TASK STATEMENT:
Return the lines below that carry the word "rips".

..........

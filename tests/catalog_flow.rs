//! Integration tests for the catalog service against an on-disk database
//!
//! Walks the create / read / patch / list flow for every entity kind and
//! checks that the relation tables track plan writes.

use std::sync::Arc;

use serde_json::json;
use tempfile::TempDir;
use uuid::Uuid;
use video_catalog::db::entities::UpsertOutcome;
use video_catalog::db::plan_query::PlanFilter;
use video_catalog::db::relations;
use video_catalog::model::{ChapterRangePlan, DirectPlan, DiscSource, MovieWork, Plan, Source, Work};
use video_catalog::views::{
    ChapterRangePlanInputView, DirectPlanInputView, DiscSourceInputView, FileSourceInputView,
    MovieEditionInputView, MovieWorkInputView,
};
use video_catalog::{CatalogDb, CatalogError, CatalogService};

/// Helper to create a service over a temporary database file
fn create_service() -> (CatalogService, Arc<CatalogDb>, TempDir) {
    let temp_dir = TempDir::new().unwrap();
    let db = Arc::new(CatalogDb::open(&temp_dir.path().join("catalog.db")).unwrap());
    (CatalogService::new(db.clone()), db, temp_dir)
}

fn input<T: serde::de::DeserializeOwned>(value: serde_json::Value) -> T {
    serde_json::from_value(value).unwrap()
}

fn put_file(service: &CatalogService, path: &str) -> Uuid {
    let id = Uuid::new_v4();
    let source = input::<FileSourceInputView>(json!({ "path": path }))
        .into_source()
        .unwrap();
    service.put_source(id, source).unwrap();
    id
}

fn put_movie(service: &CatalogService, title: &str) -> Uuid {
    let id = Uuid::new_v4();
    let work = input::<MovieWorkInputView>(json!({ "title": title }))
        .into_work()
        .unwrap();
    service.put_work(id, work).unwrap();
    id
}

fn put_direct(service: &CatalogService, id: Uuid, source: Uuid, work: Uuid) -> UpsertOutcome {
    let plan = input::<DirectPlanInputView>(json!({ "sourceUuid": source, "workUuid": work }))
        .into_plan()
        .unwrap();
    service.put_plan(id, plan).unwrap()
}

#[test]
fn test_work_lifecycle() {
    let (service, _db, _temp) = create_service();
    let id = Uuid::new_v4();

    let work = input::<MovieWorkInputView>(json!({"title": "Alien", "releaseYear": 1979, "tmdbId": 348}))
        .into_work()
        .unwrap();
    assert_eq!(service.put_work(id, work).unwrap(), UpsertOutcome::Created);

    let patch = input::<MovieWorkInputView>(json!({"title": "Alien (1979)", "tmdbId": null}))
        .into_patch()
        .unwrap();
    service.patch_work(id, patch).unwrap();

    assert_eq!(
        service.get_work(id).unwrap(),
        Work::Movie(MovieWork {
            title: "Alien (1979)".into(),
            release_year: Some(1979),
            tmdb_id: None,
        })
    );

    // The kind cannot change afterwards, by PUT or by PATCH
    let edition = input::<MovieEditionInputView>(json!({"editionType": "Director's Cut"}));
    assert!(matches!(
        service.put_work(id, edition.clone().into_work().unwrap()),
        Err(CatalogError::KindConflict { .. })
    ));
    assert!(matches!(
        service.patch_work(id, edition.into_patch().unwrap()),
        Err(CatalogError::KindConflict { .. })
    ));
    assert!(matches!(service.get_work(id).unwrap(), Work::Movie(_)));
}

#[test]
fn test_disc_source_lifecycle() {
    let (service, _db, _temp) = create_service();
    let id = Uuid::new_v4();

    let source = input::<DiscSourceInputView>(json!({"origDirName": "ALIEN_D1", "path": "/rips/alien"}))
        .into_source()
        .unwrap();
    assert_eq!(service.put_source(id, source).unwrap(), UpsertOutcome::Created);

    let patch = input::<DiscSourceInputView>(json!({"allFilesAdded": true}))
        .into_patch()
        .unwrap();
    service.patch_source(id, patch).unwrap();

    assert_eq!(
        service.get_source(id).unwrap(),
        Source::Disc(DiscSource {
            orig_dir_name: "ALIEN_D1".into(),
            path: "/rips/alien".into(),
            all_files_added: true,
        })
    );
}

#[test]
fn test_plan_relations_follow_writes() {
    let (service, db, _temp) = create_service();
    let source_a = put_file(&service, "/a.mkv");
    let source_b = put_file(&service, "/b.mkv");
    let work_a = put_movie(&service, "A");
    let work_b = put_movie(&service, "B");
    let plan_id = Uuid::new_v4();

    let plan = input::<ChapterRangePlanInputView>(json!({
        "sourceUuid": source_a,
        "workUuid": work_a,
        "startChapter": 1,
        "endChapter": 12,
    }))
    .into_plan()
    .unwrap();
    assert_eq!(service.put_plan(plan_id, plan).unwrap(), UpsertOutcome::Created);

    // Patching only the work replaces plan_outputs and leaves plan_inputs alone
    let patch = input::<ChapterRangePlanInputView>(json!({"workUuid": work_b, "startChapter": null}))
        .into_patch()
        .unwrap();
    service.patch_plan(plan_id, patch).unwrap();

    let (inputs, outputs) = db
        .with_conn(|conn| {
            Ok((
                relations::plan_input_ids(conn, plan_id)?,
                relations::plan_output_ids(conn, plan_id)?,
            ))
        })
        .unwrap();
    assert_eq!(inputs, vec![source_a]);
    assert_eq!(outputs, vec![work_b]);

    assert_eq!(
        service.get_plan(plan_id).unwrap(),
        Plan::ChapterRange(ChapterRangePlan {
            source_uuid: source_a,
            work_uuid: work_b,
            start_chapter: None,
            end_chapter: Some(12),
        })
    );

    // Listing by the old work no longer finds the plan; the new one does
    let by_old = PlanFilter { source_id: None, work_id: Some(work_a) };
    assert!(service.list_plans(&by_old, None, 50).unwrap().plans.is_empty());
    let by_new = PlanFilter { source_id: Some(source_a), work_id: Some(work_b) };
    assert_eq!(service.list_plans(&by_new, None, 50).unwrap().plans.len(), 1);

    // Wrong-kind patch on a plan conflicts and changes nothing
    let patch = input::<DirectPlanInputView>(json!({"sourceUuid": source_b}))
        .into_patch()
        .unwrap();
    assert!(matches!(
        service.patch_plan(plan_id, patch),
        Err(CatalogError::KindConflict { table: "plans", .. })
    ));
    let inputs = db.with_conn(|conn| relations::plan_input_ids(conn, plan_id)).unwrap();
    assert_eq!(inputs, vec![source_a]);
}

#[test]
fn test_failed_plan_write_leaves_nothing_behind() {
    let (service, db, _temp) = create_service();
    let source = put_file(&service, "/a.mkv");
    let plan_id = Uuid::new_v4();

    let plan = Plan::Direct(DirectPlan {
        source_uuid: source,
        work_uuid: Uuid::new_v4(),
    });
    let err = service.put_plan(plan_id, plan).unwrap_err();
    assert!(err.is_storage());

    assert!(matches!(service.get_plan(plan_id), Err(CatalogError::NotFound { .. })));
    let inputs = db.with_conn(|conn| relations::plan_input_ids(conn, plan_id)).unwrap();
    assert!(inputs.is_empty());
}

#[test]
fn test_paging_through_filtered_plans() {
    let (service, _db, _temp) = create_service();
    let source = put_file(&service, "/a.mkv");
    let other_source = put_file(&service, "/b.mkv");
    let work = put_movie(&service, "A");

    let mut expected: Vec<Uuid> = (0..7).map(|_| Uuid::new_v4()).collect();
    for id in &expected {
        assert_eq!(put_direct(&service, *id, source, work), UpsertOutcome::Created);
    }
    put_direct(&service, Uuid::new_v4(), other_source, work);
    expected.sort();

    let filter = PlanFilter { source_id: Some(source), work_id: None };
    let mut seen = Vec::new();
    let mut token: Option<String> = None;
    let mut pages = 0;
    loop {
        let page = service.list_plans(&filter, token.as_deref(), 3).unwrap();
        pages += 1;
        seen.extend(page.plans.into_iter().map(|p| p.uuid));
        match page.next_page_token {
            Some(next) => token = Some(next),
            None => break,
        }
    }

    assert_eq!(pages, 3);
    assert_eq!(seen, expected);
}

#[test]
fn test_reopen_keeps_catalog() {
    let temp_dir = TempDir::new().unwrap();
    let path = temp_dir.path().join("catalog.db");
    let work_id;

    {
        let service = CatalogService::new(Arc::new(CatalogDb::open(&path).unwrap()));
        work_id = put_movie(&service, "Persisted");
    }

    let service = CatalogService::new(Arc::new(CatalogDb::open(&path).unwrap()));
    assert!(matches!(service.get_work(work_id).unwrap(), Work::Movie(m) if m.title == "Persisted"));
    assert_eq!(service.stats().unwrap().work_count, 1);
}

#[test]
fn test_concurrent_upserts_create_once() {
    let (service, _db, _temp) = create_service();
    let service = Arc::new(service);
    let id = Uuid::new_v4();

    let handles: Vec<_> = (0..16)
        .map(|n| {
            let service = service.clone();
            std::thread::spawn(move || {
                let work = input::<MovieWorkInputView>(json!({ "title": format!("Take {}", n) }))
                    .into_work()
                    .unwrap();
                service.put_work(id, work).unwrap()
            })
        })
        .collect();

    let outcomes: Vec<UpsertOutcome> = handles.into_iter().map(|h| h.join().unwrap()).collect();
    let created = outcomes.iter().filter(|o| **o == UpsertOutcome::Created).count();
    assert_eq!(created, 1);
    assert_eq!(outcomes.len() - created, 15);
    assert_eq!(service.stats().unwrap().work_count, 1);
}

..........

REPLY:
    let source = input::<DiscSourceInputView>(json!({"origDirName": "ALIEN_D1", "path": "/rips/alien"}))
            path: "/rips/alien".into(),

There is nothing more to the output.